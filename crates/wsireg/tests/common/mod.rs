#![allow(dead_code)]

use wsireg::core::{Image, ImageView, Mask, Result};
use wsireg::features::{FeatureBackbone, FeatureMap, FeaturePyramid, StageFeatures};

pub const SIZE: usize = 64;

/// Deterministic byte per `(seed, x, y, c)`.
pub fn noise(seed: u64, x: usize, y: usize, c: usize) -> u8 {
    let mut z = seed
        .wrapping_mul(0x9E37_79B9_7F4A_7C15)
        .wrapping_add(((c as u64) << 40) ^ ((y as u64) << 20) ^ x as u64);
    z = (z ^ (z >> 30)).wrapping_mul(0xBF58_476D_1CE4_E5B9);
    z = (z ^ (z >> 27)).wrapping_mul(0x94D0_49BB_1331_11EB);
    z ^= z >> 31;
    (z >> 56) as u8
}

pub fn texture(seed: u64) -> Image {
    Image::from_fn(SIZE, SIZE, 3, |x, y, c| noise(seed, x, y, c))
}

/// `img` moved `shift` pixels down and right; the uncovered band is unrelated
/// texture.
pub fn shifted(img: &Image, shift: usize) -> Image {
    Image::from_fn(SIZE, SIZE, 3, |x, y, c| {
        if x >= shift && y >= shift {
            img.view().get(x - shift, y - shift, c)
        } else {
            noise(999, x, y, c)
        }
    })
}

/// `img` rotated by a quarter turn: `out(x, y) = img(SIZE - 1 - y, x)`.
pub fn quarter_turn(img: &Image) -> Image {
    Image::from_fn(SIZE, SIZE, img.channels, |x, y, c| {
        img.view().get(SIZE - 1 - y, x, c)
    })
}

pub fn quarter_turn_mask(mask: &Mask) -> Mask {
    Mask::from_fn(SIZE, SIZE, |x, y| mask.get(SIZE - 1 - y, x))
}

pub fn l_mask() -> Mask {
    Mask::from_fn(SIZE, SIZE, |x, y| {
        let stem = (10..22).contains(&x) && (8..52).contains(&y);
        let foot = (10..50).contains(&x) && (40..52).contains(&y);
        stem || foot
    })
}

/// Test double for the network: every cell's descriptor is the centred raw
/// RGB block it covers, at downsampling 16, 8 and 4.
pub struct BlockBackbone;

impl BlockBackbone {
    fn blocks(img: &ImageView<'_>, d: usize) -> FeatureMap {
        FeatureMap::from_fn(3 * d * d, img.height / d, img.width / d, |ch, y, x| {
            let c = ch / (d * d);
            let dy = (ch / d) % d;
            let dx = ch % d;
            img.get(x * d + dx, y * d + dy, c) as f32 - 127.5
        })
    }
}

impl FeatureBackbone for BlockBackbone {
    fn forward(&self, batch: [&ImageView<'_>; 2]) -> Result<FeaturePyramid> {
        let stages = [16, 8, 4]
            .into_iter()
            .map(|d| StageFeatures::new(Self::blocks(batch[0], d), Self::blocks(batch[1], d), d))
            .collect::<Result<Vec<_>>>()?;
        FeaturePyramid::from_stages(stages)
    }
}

...

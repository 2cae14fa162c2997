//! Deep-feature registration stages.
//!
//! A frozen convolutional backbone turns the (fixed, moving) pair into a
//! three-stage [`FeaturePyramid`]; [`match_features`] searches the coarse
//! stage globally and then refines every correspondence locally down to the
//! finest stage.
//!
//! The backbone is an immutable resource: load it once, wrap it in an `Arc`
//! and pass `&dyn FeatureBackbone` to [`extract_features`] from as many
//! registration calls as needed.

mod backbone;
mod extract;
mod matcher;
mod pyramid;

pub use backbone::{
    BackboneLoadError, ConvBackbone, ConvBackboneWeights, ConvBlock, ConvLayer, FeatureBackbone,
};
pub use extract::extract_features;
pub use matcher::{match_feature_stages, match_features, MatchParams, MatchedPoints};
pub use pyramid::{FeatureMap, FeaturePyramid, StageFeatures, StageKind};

...

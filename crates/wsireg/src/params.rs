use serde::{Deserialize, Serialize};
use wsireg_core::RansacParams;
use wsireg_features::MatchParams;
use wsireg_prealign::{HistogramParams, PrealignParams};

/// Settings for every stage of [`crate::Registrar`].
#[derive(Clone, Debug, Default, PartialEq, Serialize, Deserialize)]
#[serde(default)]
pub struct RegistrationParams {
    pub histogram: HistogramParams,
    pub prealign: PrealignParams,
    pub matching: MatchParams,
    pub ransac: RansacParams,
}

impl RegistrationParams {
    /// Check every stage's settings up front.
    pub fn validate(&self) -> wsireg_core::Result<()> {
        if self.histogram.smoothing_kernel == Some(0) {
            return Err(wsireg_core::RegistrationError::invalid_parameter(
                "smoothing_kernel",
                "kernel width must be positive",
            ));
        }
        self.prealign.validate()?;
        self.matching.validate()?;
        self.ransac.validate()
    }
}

* Work instruction *
Lines from the records above that hold "crates" are the ones to list.

* Task output *
filename crates/wsireg/tests/common/mod.rs
filename crates/wsireg/src/params.rs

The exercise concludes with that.